__Required action__
Give the data again, word for word.

┄┄┄┄┄┄┄┄┄┄┄┄┄┄┄┄┄┄┄┄

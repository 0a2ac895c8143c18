use std::sync::LazyLock;

use scraper::{ElementRef, Html, Selector};
use tracing::info;

static RESULT_ITEM: LazyLock<Selector> =
    LazyLock::new(|| Selector::parse("div.resultsSetItemBody").unwrap());
static HEADWORD: LazyLock<Selector> = LazyLock::new(|| Selector::parse("span.hw").unwrap());
static SNIPPET: LazyLock<Selector> = LazyLock::new(|| Selector::parse("div.snippet").unwrap());
static PART_OF_SPEECH: LazyLock<Selector> = LazyLock::new(|| Selector::parse("span.ps").unwrap());

/// Parallel word/snippet/part-of-speech lists extracted from one results page.
pub struct PageWords {
    pub words: Vec<String>,
    pub snippets: Vec<String>,
    pub parts_of_speech: Vec<String>,
}

impl PageWords {
    pub fn len(&self) -> usize {
        self.words.len()
    }

    pub fn is_empty(&self) -> bool {
        self.words.is_empty()
    }
}

/// Extract all result items from a search page.
///
/// A result item missing one of its three fields shortens that field's list;
/// when the lists end up with different lengths the whole page is treated as
/// malformed and `None` is returned so the caller can skip it.
pub fn extract_words(html: &str) -> Option<PageWords> {
    let document = Html::parse_document(html);

    let mut words = Vec::new();
    let mut snippets = Vec::new();
    let mut parts_of_speech = Vec::new();

    for item in document.select(&RESULT_ITEM) {
        if let Some(hw) = item.select(&HEADWORD).next() {
            words.push(element_text(hw));
        }
        if let Some(snippet) = item.select(&SNIPPET).next() {
            snippets.push(quote_wrap(&element_text(snippet)));
        }
        if let Some(ps) = item.select(&PART_OF_SPEECH).next() {
            parts_of_speech.push(element_text(ps));
        }
    }

    info!(
        "Words: {}\tSnippets: {}\tParts of Speech: {}",
        words.len(),
        snippets.len(),
        parts_of_speech.len()
    );

    if words.len() != snippets.len() || snippets.len() != parts_of_speech.len() {
        return None;
    }

    Some(PageWords {
        words,
        snippets,
        parts_of_speech,
    })
}

fn element_text(el: ElementRef) -> String {
    el.text().collect::<String>().trim().to_string()
}

/// Normalize inner double quotes to single quotes and wrap the snippet, so it
/// stays a single field no matter which delimiter the log uses.
fn quote_wrap(snippet: &str) -> String {
    format!("\"{}\"", snippet.replace('"', "'"))
}

// ── Tests ──
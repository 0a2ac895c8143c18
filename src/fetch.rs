use std::time::{Duration, Instant};

use anyhow::{Context, Result};
use reqwest::header::{HeaderMap, HeaderValue, ACCEPT};
use reqwest::{Client, StatusCode};
use thiserror::Error;
use tracing::{info, warn};

const SEARCH_URL: &str = "https://www.oed.com/search/advanced/Entries";

const USER_AGENT: &str = "Mozilla/5.0 (Windows NT 10.0; Win64; x64) AppleWebKit/537.36 \
    (KHTML, like Gecko) Chrome/127.0.0.0 Safari/537.36 Edg/127.0.0.0";
const ACCEPT_VALUE: &str = "text/html,application/xhtml+xml,application/xml;q=0.9,image/avif,\
    image/webp,image/apng,*/*;q=0.8,application/signed-exchange;v=b3;q=0.7";

/// Why a single fetch attempt produced no content.
#[derive(Debug, Error)]
pub enum FetchFailure {
    #[error("status {0}")]
    Status(StatusCode),
    #[error("{0}")]
    Transport(String),
}

impl From<reqwest::Error> for FetchFailure {
    fn from(err: reqwest::Error) -> Self {
        FetchFailure::Transport(err.to_string())
    }
}

/// Anything the pipeline driver can pull pages from.
#[allow(async_fn_in_trait)]
pub trait PageSource {
    /// One logical fetch for a page: all failure handling happens inside and
    /// `None` means the page is unavailable for good.
    async fn fetch(&mut self, page: u32) -> Option<String>;
}

/// HTTP fetcher for the advanced-search result pages. One `Client` is reused
/// across the whole crawl so the connection to the server stays open.
pub struct Fetcher {
    client: Client,
    error_delay: Duration,
    max_retries: u32,
}

impl Fetcher {
    pub fn new(error_delay_secs: u64, max_retries: u32) -> Result<Self> {
        let mut headers = HeaderMap::new();
        headers.insert(ACCEPT, HeaderValue::from_static(ACCEPT_VALUE));

        let client = Client::builder()
            .user_agent(USER_AGENT)
            .default_headers(headers)
            .build()
            .context("Failed to create HTTP client")?;

        Ok(Self {
            client,
            error_delay: Duration::from_secs(error_delay_secs),
            max_retries,
        })
    }
}

/// One GET against the search endpoint.
pub(crate) trait Attempt {
    async fn attempt(&mut self, page: u32) -> Result<String, FetchFailure>;
}

impl Attempt for Fetcher {
    async fn attempt(&mut self, page: u32) -> Result<String, FetchFailure> {
        let page_param = page.to_string();
        let params = [
            ("textTermOpt0", "WordPhrase"),
            ("dateOfUseFirstUse", "false"),
            ("sortOption", "AZ"),
            ("page", page_param.as_str()),
            ("obsolescence", "inCurrentUse"),
        ];

        let start = Instant::now();
        let response = self
            .client
            .get(SEARCH_URL)
            .query(&params)
            .send()
            .await?;
        info!(
            "Received content for page {} in {:.3} seconds",
            page,
            start.elapsed().as_secs_f64()
        );

        let status = response.status();
        if !status.is_success() {
            return Err(FetchFailure::Status(status));
        }

        Ok(response.text().await?)
    }
}

impl PageSource for Fetcher {
    async fn fetch(&mut self, page: u32) -> Option<String> {
        let (delay, retries) = (self.error_delay, self.max_retries);
        fetch_with_retry(self, page, delay, retries).await
    }
}

/// Retry policy for one logical fetch: a bad status sleeps `error_delay` and
/// tries again, with one attempt counter that persists until `max_retries` is
/// spent. Transport errors give up immediately.
async fn fetch_with_retry<A: Attempt>(
    source: &mut A,
    page: u32,
    error_delay: Duration,
    max_retries: u32,
) -> Option<String> {
    let mut retries = 0u32;
    loop {
        match source.attempt(page).await {
            Ok(content) => return Some(content),
            Err(FetchFailure::Transport(err)) => {
                warn!("Error occurred fetching page {}: {}", page, err);
                return None;
            }
            Err(FetchFailure::Status(status)) => {
                if retries >= max_retries {
                    warn!(
                        "Giving up on page {} after {} retries (last status {})",
                        page, retries, status
                    );
                    return None;
                }
                retries += 1;
                warn!(
                    "Status {} for page {}, retry {}/{} in {}s",
                    status,
                    page,
                    retries,
                    max_retries,
                    error_delay.as_secs()
                );
                tokio::time::sleep(error_delay).await;
            }
        }
    }
}

// ── Tests ──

┄┄┄┄┄┄┄┄┄┄┄┄┄┄┄┄┄┄┄┄

__Result__
repository 0a2ac895c8143c18
use std::sync::LazyLock;

use scraper::{ElementRef, Html, Selector};
use tracing::info;

static RESULT_ITEM: LazyLock<Selector> =
    LazyLock::new(|| Selector::parse("div.resultsSetItemBody").unwrap());
static HEADWORD: LazyLock<Selector> = LazyLock::new(|| Selector::parse("span.hw").unwrap());
static SNIPPET: LazyLock<Selector> = LazyLock::new(|| Selector::parse("div.snippet").unwrap());
static PART_OF_SPEECH: LazyLock<Selector> = LazyLock::new(|| Selector::parse("span.ps").unwrap());

/// Parallel word/snippet/part-of-speech lists extracted from one results page.
pub struct PageWords {
    pub words: Vec<String>,
    pub snippets: Vec<String>,
    pub parts_of_speech: Vec<String>,
}

impl PageWords {
    pub fn len(&self) -> usize {
        self.words.len()
    }

    pub fn is_empty(&self) -> bool {
        self.words.is_empty()
    }
}

/// Extract all result items from a search page.
///
/// A result item missing one of its three fields shortens that field's list;
/// when the lists end up with different lengths the whole page is treated as
/// malformed and `None` is returned so the caller can skip it.
pub fn extract_words(html: &str) -> Option<PageWords> {
    let document = Html::parse_document(html);

    let mut words = Vec::new();
    let mut snippets = Vec::new();
    let mut parts_of_speech = Vec::new();

    for item in document.select(&RESULT_ITEM) {
        if let Some(hw) = item.select(&HEADWORD).next() {
            words.push(element_text(hw));
        }
        if let Some(snippet) = item.select(&SNIPPET).next() {
            snippets.push(quote_wrap(&element_text(snippet)));
        }
        if let Some(ps) = item.select(&PART_OF_SPEECH).next() {
            parts_of_speech.push(element_text(ps));
        }
    }

    info!(
        "Words: {}\tSnippets: {}\tParts of Speech: {}",
        words.len(),
        snippets.len(),
        parts_of_speech.len()
    );

    if words.len() != snippets.len() || snippets.len() != parts_of_speech.len() {
        return None;
    }

    Some(PageWords {
        words,
        snippets,
        parts_of_speech,
    })
}

fn element_text(el: ElementRef) -> String {
    el.text().collect::<String>().trim().to_string()
}

/// Normalize inner double quotes to single quotes and wrap the snippet, so it
/// stays a single field no matter which delimiter the log uses.
fn quote_wrap(snippet: &str) -> String {
    format!("\"{}\"", snippet.replace('"', "'"))
}

// ── Tests ──
repository 0a2ac895c8143c18
filename src/fetch.rs
use std::time::{Duration, Instant};

use anyhow::{Context, Result};
use reqwest::header::{HeaderMap, HeaderValue, ACCEPT};
use reqwest::{Client, StatusCode};
use thiserror::Error;
use tracing::{info, warn};

const SEARCH_URL: &str = "https://www.oed.com/search/advanced/Entries";

const USER_AGENT: &str = "Mozilla/5.0 (Windows NT 10.0; Win64; x64) AppleWebKit/537.36 \
    (KHTML, like Gecko) Chrome/127.0.0.0 Safari/537.36 Edg/127.0.0.0";
const ACCEPT_VALUE: &str = "text/html,application/xhtml+xml,application/xml;q=0.9,image/avif,\
    image/webp,image/apng,*/*;q=0.8,application/signed-exchange;v=b3;q=0.7";

/// Why a single fetch attempt produced no content.
#[derive(Debug, Error)]
pub enum FetchFailure {
    #[error("status {0}")]
    Status(StatusCode),
    #[error("{0}")]
    Transport(String),
}

impl From<reqwest::Error> for FetchFailure {
    fn from(err: reqwest::Error) -> Self {
        FetchFailure::Transport(err.to_string())
    }
}

/// Anything the pipeline driver can pull pages from.
#[allow(async_fn_in_trait)]
pub trait PageSource {
    /// One logical fetch for a page: all failure handling happens inside and
    /// `None` means the page is unavailable for good.
    async fn fetch(&mut self, page: u32) -> Option<String>;
}

/// HTTP fetcher for the advanced-search result pages. One `Client` is reused
/// across the whole crawl so the connection to the server stays open.
pub struct Fetcher {
    client: Client,
    error_delay: Duration,
    max_retries: u32,
}

impl Fetcher {
    pub fn new(error_delay_secs: u64, max_retries: u32) -> Result<Self> {
        let mut headers = HeaderMap::new();
        headers.insert(ACCEPT, HeaderValue::from_static(ACCEPT_VALUE));

        let client = Client::builder()
            .user_agent(USER_AGENT)
            .default_headers(headers)
            .build()
            .context("Failed to create HTTP client")?;

        Ok(Self {
            client,
            error_delay: Duration::from_secs(error_delay_secs),
            max_retries,
        })
    }
}

/// One GET against the search endpoint.
pub(crate) trait Attempt {
    async fn attempt(&mut self, page: u32) -> Result<String, FetchFailure>;
}

impl Attempt for Fetcher {
    async fn attempt(&mut self, page: u32) -> Result<String, FetchFailure> {
        let page_param = page.to_string();
        let params = [
            ("textTermOpt0", "WordPhrase"),
            ("dateOfUseFirstUse", "false"),
            ("sortOption", "AZ"),
            ("page", page_param.as_str()),
            ("obsolescence", "inCurrentUse"),
        ];

        let start = Instant::now();
        let response = self
            .client
            .get(SEARCH_URL)
            .query(&params)
            .send()
            .await?;
        info!(
            "Received content for page {} in {:.3} seconds",
            page,
            start.elapsed().as_secs_f64()
        );

        let status = response.status();
        if !status.is_success() {
            return Err(FetchFailure::Status(status));
        }

        Ok(response.text().await?)
    }
}

impl PageSource for Fetcher {
    async fn fetch(&mut self, page: u32) -> Option<String> {
        let (delay, retries) = (self.error_delay, self.max_retries);
        fetch_with_retry(self, page, delay, retries).await
    }
}

/// Retry policy for one logical fetch: a bad status sleeps `error_delay` and
/// tries again, with one attempt counter that persists until `max_retries` is
/// spent. Transport errors give up immediately.
async fn fetch_with_retry<A: Attempt>(
    source: &mut A,
    page: u32,
    error_delay: Duration,
    max_retries: u32,
) -> Option<String> {
    let mut retries = 0u32;
    loop {
        match source.attempt(page).await {
            Ok(content) => return Some(content),
            Err(FetchFailure::Transport(err)) => {
                warn!("Error occurred fetching page {}: {}", page, err);
                return None;
            }
            Err(FetchFailure::Status(status)) => {
                if retries >= max_retries {
                    warn!(
                        "Giving up on page {} after {} retries (last status {})",
                        page, retries, status
                    );
                    return None;
                }
                retries += 1;
                warn!(
                    "Status {} for page {}, retry {}/{} in {}s",
                    status,
                    page,
                    retries,
                    max_retries,
                    error_delay.as_secs()
                );
                tokio::time::sleep(error_delay).await;
            }
        }
    }
}

// ── Tests ──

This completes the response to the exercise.